Anyhow, here’s a short piece of video evidence of the kiddo doing her thing. She’s tired, so she’s blabbering rather than clucking, but I defy you to tell me that’s not “The Blue Danube.” Now, if we could only channel this skill into cash without selling her outright to the Disney corporation …


Sunday, January 4, 2009

First Time for: Waffles from a Spray Can

My lovely and talented daughter, Roxie, has been on the planet for just over 13 months now, and she has already had a lot of cool firsts: her first steps (at 10 months), her first words (“apple”, “dada”), and her first birthday (complete with a giant pink cupcake). What’s really cool, though, is that there are tons of things she has yet to experience, which means she is poised to have, quite literally, a first time for nearly everything.

As a responsible parent, there are lots of firsts I hope to encourage ­– first day of school, first job, first million – but with nearly everything on the table as first, why stop with the standards? This is why I am proud to share a Roxie first from today that truly no child should be without: her first time consuming waffles administered from a spray can.



This experience came to us as a result of a trip to our local warehouse club, a place that I admit often triggers the worst of my impulse-buy instincts. As we were cruising the refrigerated section, I just happen to notice what I thought was a three pack of bulk spray whipped cream (something I would consider buying on general principle), but instead discovered a product called the “Batter Blaster,” which was three extremely large spray dispensers of organic pancake and waffle batter shrink-wrapped together. Although one would think that the pro-organic folks would frown upon a product that shares a format with a foodstuff such as spray cheese, apparently this got the okay and was in such high demand that people need to buy canisters three at a time. Needless to say, I was intrigued.

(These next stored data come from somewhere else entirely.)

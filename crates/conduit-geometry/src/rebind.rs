//! Reshaping the second segment so it meets the connector.
//!
//! Two strategies exist. [`RebindMode::Rebound`] picks new bounds for the
//! second segment from a table of x-coordinate comparisons.
//! [`RebindMode::Trim`] moves the attached end of the second segment's
//! line by an exact offset derived from a right triangle spanned by the
//! nearest endpoint pair and the first segment's line.

use serde::{Deserialize, Serialize};

use crate::types::{CandidatePair, ConnectorResult, GeometryError, SecondEnd, Segment};

/// Selects how the second segment is reshaped.
#[derive(Debug, Clone, Copy, PartialEq, Eq, Default, Serialize, Deserialize)]
pub enum RebindMode {
    /// Replace the second segment with one of four endpoint combinations
    /// chosen by comparing x coordinates.
    #[default]
    Rebound,

    /// Shift the attached end of the second segment's line by the
    /// difference between the two legs of the connector triangle.
    Trim,
}

/// Row of the re-bound table that matched.
///
/// Rows are evaluated in order; the first match wins.
#[derive(Debug, Clone, Copy, PartialEq, Eq, Hash, Serialize, Deserialize)]
pub enum ReboundRow {
    /// `StartCD.x > EndCD.x` and `StartCD.x > EndBC.x` → `(StartCD, EndBC)`.
    KeepStartDescending,
    /// `StartCD.x < EndCD.x` and `EndCD.x > EndBC.x` → `(EndBC, EndCD)`.
    KeepEndAscending,
    /// `StartCD.x > EndCD.x` and `StartCD.x < EndBC.x` → `(EndCD, EndBC)`.
    KeepEndDescending,
    /// `StartCD.x < EndCD.x` and `StartCD.x < EndBC.x` → `(StartCD, EndBC)`.
    KeepStartAscending,
}

/// Right-triangle measurements used by [`RebindMode::Trim`].
#[derive(Debug, Clone, Copy, PartialEq, Serialize, Deserialize)]
pub struct TrimLegs {
    /// Perpendicular distance from the first segment's infinite line to
    /// the connector's derived point.
    pub leg1: f64,
    /// Run along the first segment's line between the nearest endpoints.
    pub leg2: f64,
    /// Distance between the nearest endpoints.
    pub hypotenuse: f64,
    /// Parameter offset applied to the attached end, `-(leg2 - leg1)`.
    pub offset: f64,
}

/// How the new second-segment geometry was chosen.
#[derive(Debug, Clone, Copy, PartialEq, Serialize, Deserialize)]
pub enum RebindDetail {
    /// Re-bound mode with the matching table row.
    Rebound(ReboundRow),
    /// Trim mode with the triangle it was computed from.
    Trim(TrimLegs),
}

/// New geometry for the second segment.
#[derive(Debug, Clone, Copy, PartialEq, Serialize, Deserialize)]
pub struct RebindOutcome {
    /// Replacement backing line for the second segment.
    pub segment: Segment,
    /// Which branch produced it.
    pub detail: RebindDetail,
}

/// Strictly greater by more than `tolerance`.
fn gt(a: f64, b: f64, tolerance: f64) -> bool {
    a - b > tolerance
}

/// Strictly less by more than `tolerance`.
fn lt(a: f64, b: f64, tolerance: f64) -> bool {
    b - a > tolerance
}

/// Choose new bounds for `cd` by comparing x coordinates of its
/// endpoints against the connector's derived point.
///
/// # Errors
///
/// Returns [`GeometryError::DegenerateGeometry`] when `cd` is vertical in
/// plan x (its endpoints share an x coordinate) or when `EndBC.x` ties
/// with `StartCD.x` on a descending segment, since no row covers either.
/// Returns [`GeometryError::InvalidSegment`] if the chosen bounds coincide.
pub fn rebound(
    cd: &Segment,
    connector: &ConnectorResult,
    tolerance: f64,
) -> Result<RebindOutcome, GeometryError> {
    let start_cd = cd.start();
    let end_cd = cd.end();
    let end_bc = connector.end_line;
    let (s, e, bc) = (start_cd.x, end_cd.x, end_bc.x);

    if !gt(s, e, tolerance) && !lt(s, e, tolerance) {
        return Err(GeometryError::DegenerateGeometry(format!(
            "second segment endpoints share x = {s}; re-bound table has no row for it",
        )));
    }

    let (row, from, to) = if gt(s, e, tolerance) && gt(s, bc, tolerance) {
        (ReboundRow::KeepStartDescending, start_cd, end_bc)
    } else if lt(s, e, tolerance) && gt(e, bc, tolerance) {
        (ReboundRow::KeepEndAscending, end_bc, end_cd)
    } else if gt(s, e, tolerance) && lt(s, bc, tolerance) {
        (ReboundRow::KeepEndDescending, end_cd, end_bc)
    } else if lt(s, e, tolerance) && lt(s, bc, tolerance) {
        (ReboundRow::KeepStartAscending, start_cd, end_bc)
    } else {
        return Err(GeometryError::DegenerateGeometry(format!(
            "connector x = {bc} ties with second segment start x = {s}",
        )));
    };

    Ok(RebindOutcome {
        segment: Segment::new(from, to, tolerance)?,
        detail: RebindDetail::Rebound(row),
    })
}

/// Compute the exact trim of `cd` so its attached end reaches the
/// connector.
///
/// The first segment's line is treated as infinite. `leg1` is the
/// perpendicular distance from it to the connector's derived point, the
/// hypotenuse is the distance between the `nearest` endpoint pair and
/// `leg2 = sqrt(h² - leg1²)`. The end of `cd` named by `nearest.to` has
/// its arc-length parameter moved outward by `leg2 - leg1`, which is how
/// far that end sits from the derived point.
///
/// # Errors
///
/// Returns [`GeometryError::DegenerateGeometry`] if `leg1` exceeds the
/// hypotenuse by more than `tolerance`, meaning the connector does not
/// start on the first segment's line.
/// Returns [`GeometryError::InvalidSegment`] if the trim collapses `cd`.
///
/// # Examples
///
/// ```
/// use conduit_geometry::{Point3, Segment};
/// use conduit_geometry::connector::solve_connector;
/// use conduit_geometry::nearest::nearest_endpoints;
/// use conduit_geometry::rebind::trim;
///
/// let ab = Segment::new(Point3::new(0.0, 0.0, 0.0), Point3::new(10.0, 0.0, 0.0), 1e-9).unwrap();
/// let cd = Segment::new(Point3::new(20.0, 5.0, 0.0), Point3::new(30.0, 5.0, 0.0), 1e-9).unwrap();
/// let nearest = nearest_endpoints(&ab, &cd);
/// let connector = solve_connector(nearest.start_point, nearest.end_point, 1e-9)
///     .unwrap()
///     .connector;
/// let outcome = trim(&ab, &cd, &nearest, &connector, 1e-9).unwrap();
/// assert!(outcome.segment.start().approx_eq(Point3::new(15.0, 5.0, 0.0), 1e-9));
/// assert!(outcome.segment.end().approx_eq(Point3::new(30.0, 5.0, 0.0), 1e-9));
/// ```
pub fn trim(
    ab: &Segment,
    cd: &Segment,
    nearest: &CandidatePair,
    connector: &ConnectorResult,
    tolerance: f64,
) -> Result<RebindOutcome, GeometryError> {
    let leg1 = ab.line_distance(connector.end_line);
    let hypotenuse = nearest.start_point.distance(nearest.end_point);

    if leg1 - hypotenuse > tolerance {
        return Err(GeometryError::DegenerateGeometry(format!(
            "connector start is off the first segment's line (leg1={leg1}, hypotenuse={hypotenuse})",
        )));
    }

    let radicand = hypotenuse.mul_add(hypotenuse, -(leg1 * leg1)).max(0.0);
    let leg2 = radicand.sqrt();
    let offset = -(leg2 - leg1);

    let length = cd.length();
    let segment = match nearest.to {
        SecondEnd::C => cd.make_bound(offset, length, tolerance)?,
        SecondEnd::D => cd.make_bound(0.0, length - offset, tolerance)?,
    };

    Ok(RebindOutcome {
        segment,
        detail: RebindDetail::Trim(TrimLegs {
            leg1,
            leg2,
            hypotenuse,
            offset,
        }),
    })
}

I contemplated for a second, thinking about who would need this technology, and decided that I could hardly let Roxanne live in a world where such a product existed without having her experience it for herself. I also noted that the three-pack bore an expiration date of February, which meant, really, that this was an investment in my future. Thanks to the Batter Blaster, I would not have to trouble with milk and eggs for two whole months while we were dining on pancakes and waffles extruded magically from a can. When I used this argument on my husband, he rolled his eyes and said “at least it HAS an expiration date,” and threw it in the cart.

I can sum up our experience with the Batter Blaster this way: this was both the first time and the last time Roxie will be eating spray can waffles. Although the technology delivered, the end result was a rubbery, slightly chemical-flavored waffle that fell far short of my high expectations. This could have been due to the organic ingredients, I admit, but I think it safe to say that batter just ain’t right when it comes from a spray can. Of course, Roxie and the dog both thought these waffles were worth having, but given that they both live on a diet consisting mostly of ground up goop, I hardly trust their palates.

In the end, we did have some net gain: we achieved a proud first for the tiny daughter, and we learned to scratch this particular product off our grocery list. Now, does anyone need a bulk-sized cans of spray waffle batter? We’re down to our last two.